ENERGY STORAGE CERAMICS: SYNTHESIS AND CHARACTERIZATION

Abstract

In today’s era, where the world is moving towards miniaturization, light weight, cheaper electronics, easy integration etc., high energy density dielectric capacitors are essential to increase its volumetric efficiency. If the energy density of dielectric capacitors come at par with electrochemical capacitors or even batteries, the diversity of energy storage applications will increase dramatically. Lead zirconate titanate (Pb(Zr1−xTix)O3 or PZT) ferroelectric ceramics exhibit high dielectric and piezoelectric properties and are widely used in many applications such as sensors, actuators, transducers, ceramic capacitors, FRAM chips etc.
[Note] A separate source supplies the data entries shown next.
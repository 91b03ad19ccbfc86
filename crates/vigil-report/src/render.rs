use std::fmt;

use chrono::{DateTime, Utc};
use serde::Serialize;

use vigil_core::{format_bytes, CheckKind, CheckStatus, CommandOutcome, VigilError};

use crate::diff::{total_value, RecordDiff};
use crate::gate::GateOutcome;
use vigil_core::Record;

/// Compact command result embedded in reports; the full log stays out
/// of serialized output.
#[derive(Debug, Clone, Serialize)]
#[serde(rename_all = "camelCase")]
pub struct CommandSummary {
    pub exit_code: Option<i32>,
    pub duration_ms: u64,
    pub timed_out: bool,
}

impl From<&CommandOutcome> for CommandSummary {
    fn from(outcome: &CommandOutcome) -> Self {
        Self {
            exit_code: outcome.exit_code,
            duration_ms: outcome.duration_ms,
            timed_out: outcome.timed_out,
        }
    }
}

/// Everything one check contributed to a run.
#[derive(Debug, Clone, Serialize)]
#[serde(rename_all = "camelCase")]
pub struct CheckReport {
    /// Check name from the configuration.
    pub name: String,
    /// What family of check ran.
    pub kind: CheckKind,
    /// Pass, fail, or skip.
    pub status: CheckStatus,
    /// Why the check ran or was skipped.
    pub reason: String,
    /// Command result, absent for checks that only measure files.
    #[serde(skip_serializing_if = "Option::is_none")]
    pub command: Option<CommandSummary>,
    /// Records the check produced.
    pub records: Vec<Record>,
    /// Comparison against the baseline, absent when skipped.
    #[serde(skip_serializing_if = "Option::is_none")]
    pub diff: Option<RecordDiff>,
    /// Gate evaluation, absent when skipped.
    #[serde(skip_serializing_if = "Option::is_none")]
    pub gate: Option<GateOutcome>,
}

impl CheckReport {
    /// A skipped check: trigger rules did not match.
    pub fn skipped(name: impl Into<String>, kind: CheckKind, reason: impl Into<String>) -> Self {
        Self {
            name: name.into(),
            kind,
            status: CheckStatus::Skipped,
            reason: reason.into(),
            command: None,
            records: Vec::new(),
            diff: None,
            gate: None,
        }
    }

    fn status_symbol(&self) -> &'static str {
        match self.status {
            CheckStatus::Passed => "✓",
            CheckStatus::Failed => "✗",
            CheckStatus::Skipped => "-",
        }
    }
}

/// The full result of one `vigil run`.
///
/// # Examples
///
/// ```
/// use vigil_report::RunReport;
///
/// let report = RunReport::new(vec![]);
/// assert!(report.passed());
/// assert!(report.to_markdown().contains("Vigil Report"));
/// ```
#[derive(Debug, Clone, Serialize)]
#[serde(rename_all = "camelCase")]
pub struct RunReport {
    /// When the report was generated.
    pub generated_at: DateTime<Utc>,
    /// Per-check results in execution order.
    pub checks: Vec<CheckReport>,
}

impl RunReport {
    pub fn new(checks: Vec<CheckReport>) -> Self {
        Self {
            generated_at: Utc::now(),
            checks,
        }
    }

    /// Returns `true` when no check failed.
    pub fn passed(&self) -> bool {
        !self.checks.iter().any(|c| c.status.is_failure())
    }

    fn counts(&self) -> (usize, usize, usize) {
        let passed = self
            .checks
            .iter()
            .filter(|c| c.status == CheckStatus::Passed)
            .count();
        let failed = self
            .checks
            .iter()
            .filter(|c| c.status == CheckStatus::Failed)
            .count();
        let skipped = self
            .checks
            .iter()
            .filter(|c| c.status == CheckStatus::Skipped)
            .count();
        (passed, failed, skipped)
    }

    /// Render the report as JSON.
    ///
    /// # Errors
    ///
    /// Returns [`VigilError::Serialization`] if encoding fails.
    pub fn to_json(&self) -> Result<String, VigilError> {
        Ok(serde_json::to_string_pretty(self)?)
    }

    /// Render the report as GitHub-flavored markdown, suitable for a
    /// step summary or a PR comment.
    pub fn to_markdown(&self) -> String {
        let (passed, failed, skipped) = self.counts();
        let mut out = String::new();
        out.push_str("# Vigil Report\n\n");
        out.push_str(&format!(
            "**{} checks** — {passed} passed, {failed} failed, {skipped} skipped\n\n",
            self.checks.len()
        ));

        if !self.checks.is_empty() {
            out.push_str("| Check | Status | Records | New | Resolved | Total |\n");
            out.push_str("|-------|--------|---------|-----|----------|-------|\n");
            for check in &self.checks {
                let (new, resolved) = check
                    .diff
                    .as_ref()
                    .map(|d| (d.added.len(), d.removed.len()))
                    .unwrap_or((0, 0));
                let total = total_value(&check.records);
                let total_cell = if total > 0 {
                    format_bytes(total)
                } else {
                    "—".to_string()
                };
                out.push_str(&format!(
                    "| {} | {} {} | {} | {} | {} | {} |\n",
                    check.name,
                    check.status_symbol(),
                    check.status,
                    check.records.len(),
                    new,
                    resolved,
                    total_cell,
                ));
            }
            out.push('\n');
        }

        for check in &self.checks {
            let Some(gate) = &check.gate else { continue };
            if gate.passed {
                continue;
            }
            out.push_str(&format!("## {} failed\n\n", check.name));
            for violation in &gate.violations {
                out.push_str(&format!("- {violation}\n"));
            }
            out.push('\n');
        }

        for check in &self.checks {
            let Some(diff) = &check.diff else { continue };
            if diff.added.is_empty() {
                continue;
            }
            out.push_str(&format!("### New in {}\n\n", check.name));
            for record in diff.added.iter().take(10) {
                match &record.path {
                    Some(path) => out.push_str(&format!(
                        "- `{}` {}\n",
                        path.display(),
                        record.detail
                    )),
                    None => out.push_str(&format!("- {}\n", record.detail)),
                }
            }
            if diff.added.len() > 10 {
                out.push_str(&format!("- …and {} more\n", diff.added.len() - 10));
            }
            out.push('\n');
        }

        out
    }
}

impl fmt::Display for RunReport {
    fn fmt(&self, f: &mut fmt::Formatter<'_>) -> fmt::Result {
        let (passed, failed, skipped) = self.counts();
        writeln!(f, "Check Results")?;
        writeln!(f, "=============")?;
        writeln!(f)?;

        if !self.checks.is_empty() {
            writeln!(
                f,
                "{:<24} {:<16} {:>6} {:>8} {:>10}",
                "Check", "Kind", "Status", "Records", "Total"
            )?;
            writeln!(f, "{}", "-".repeat(68))?;
            for check in &self.checks {
                let total = total_value(&check.records);
                let total_cell = if total > 0 {
                    format_bytes(total)
                } else {
                    "-".to_string()
                };
                writeln!(
                    f,
                    "{:<24} {:<16} {:>6} {:>8} {:>10}",
                    check.name,
                    check.kind.to_string(),
                    format!("{} {}", check.status_symbol(), check.status),
                    check.records.len(),
                    total_cell,
                )?;
            }
            writeln!(f)?;
        }

        for check in &self.checks {
            let Some(gate) = &check.gate else { continue };
            for violation in &gate.violations {
                writeln!(f, "  {} {}: {violation}", check.status_symbol(), check.name)?;
            }
        }

        writeln!(
            f,
            "Summary: {} checks, {passed} passed, {failed} failed, {skipped} skipped",
            self.checks.len()
        )
    }
}

#[cfg(test)]
mod tests {
    use super::*;
    use crate::diff::diff_records;
    use crate::gate::evaluate_gate;
    use vigil_core::GateConfig;

    fn passing_check(name: &str) -> CheckReport {
        let records = vec![Record::new("w1", "unused variable 'x'")];
        let diff = diff_records(&records, Some(&records.clone()), 0.0);
        let gate = evaluate_gate(&GateConfig::default(), &records, &diff, None, None);
        CheckReport {
            name: name.to_string(),
            kind: CheckKind::SwiftWarnings,
            status: CheckStatus::Passed,
            reason: "1 file(s) matched".to_string(),
            command: None,
            records,
            diff: Some(diff),
            gate: Some(gate),
        }
    }

    fn failing_check(name: &str) -> CheckReport {
        let records = vec![
            Record::new("size", "50.0 MiB").with_value(52_428_800),
        ];
        let diff = diff_records(&records, Some(&[]), 0.0);
        let gate_config = GateConfig {
            max_value: Some(1024),
            ..GateConfig::default()
        };
        let gate = evaluate_gate(&gate_config, &records, &diff, None, None);
        CheckReport {
            name: name.to_string(),
            kind: CheckKind::BinarySize,
            status: CheckStatus::Failed,
            reason: "1 file(s) matched".to_string(),
            command: None,
            records,
            diff: Some(diff),
            gate: Some(gate),
        }
    }

    #[test]
    fn empty_report_passes() {
        let report = RunReport::new(vec![]);
        assert!(report.passed());
        let text = report.to_string();
        assert!(text.contains("0 checks"));
    }

    #[test]
    fn failed_check_fails_the_report() {
        let report = RunReport::new(vec![passing_check("warnings"), failing_check("app-size")]);
        assert!(!report.passed());
    }

    #[test]
    fn skipped_checks_do_not_fail() {
        let report = RunReport::new(vec![CheckReport::skipped(
            "docs",
            CheckKind::MarkdownLint,
            "no changed files matched",
        )]);
        assert!(report.passed());
    }

    #[test]
    fn text_render_lists_checks_and_violations() {
        let report = RunReport::new(vec![passing_check("warnings"), failing_check("app-size")]);
        let text = report.to_string();
        assert!(text.contains("Check Results"));
        assert!(text.contains("warnings"));
        assert!(text.contains("app-size"));
        assert!(text.contains("max_value"));
        assert!(text.contains("1 failed"));
    }

    #[test]
    fn markdown_has_table_and_failure_sections() {
        let report = RunReport::new(vec![failing_check("app-size")]);
        let md = report.to_markdown();
        assert!(md.contains("# Vigil Report"));
        assert!(md.contains("| app-size | ✗ fail |"));
        assert!(md.contains("## app-size failed"));
        assert!(md.contains("max_value"));
        assert!(md.contains("### New in app-size"));
    }

    #[test]
    fn markdown_caps_new_record_listing() {
        let records: Vec<Record> = (0..15)
            .map(|i| Record::new(format!("w{i}"), format!("warning {i}")))
            .collect();
        let diff = diff_records(&records, Some(&[]), 0.0);
        let check = CheckReport {
            name: "warnings".to_string(),
            kind: CheckKind::SwiftWarnings,
            status: CheckStatus::Passed,
            reason: String::new(),
            command: None,
            records,
            diff: Some(diff),
            gate: None,
        };
        let md = RunReport::new(vec![check]).to_markdown();
        assert!(md.contains("…and 5 more"));
    }

    #[test]
    fn json_round_trips_shape() {
        let report = RunReport::new(vec![passing_check("warnings")]);
        let json = report.to_json().unwrap();
        let value: serde_json::Value = serde_json::from_str(&json).unwrap();
        assert_eq!(value["checks"][0]["name"], "warnings");
        assert_eq!(value["checks"][0]["status"], "passed");
        assert!(value["generatedAt"].is_string());
    }
}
The sintering of PZT ceramics has been challenging due to the volatile nature of PbO at temperatures >600℃ which is detrimental to dielectric and energy storage performance. Spark plasma sintering (SPS) technique has been successfully used for sintering ceramics to high density at lower sintering temperature than required for conventional sintering process. The tetragonal, rhombohedral, orthorhombic and MPB phase composition of PZT ceramics are synthesized by using SPS technique. Each sintered specimen showed density greater than 98% of theoretical density. The effect of SPS temperature (800, 850, 900, 950℃) on phase composition, phase constitution, grain size and permittivity was investigated for MPB phase composition of PZT ceramics. It was observed that the rapid sintering technique causes compositional fluctuation and optimization of SPS temperature is essential. Rietveld refinement was carried out to identify the phases in the sintered specimens. The PZT specimens sintered at or above 900℃ showed presence of multiple phases instead of single tetragonal phase. It was proposed that the highest permittivity observed for 900℃ sintered specimen was due to the presence of monoclinic phase resulting in enhanced polarization in PZT.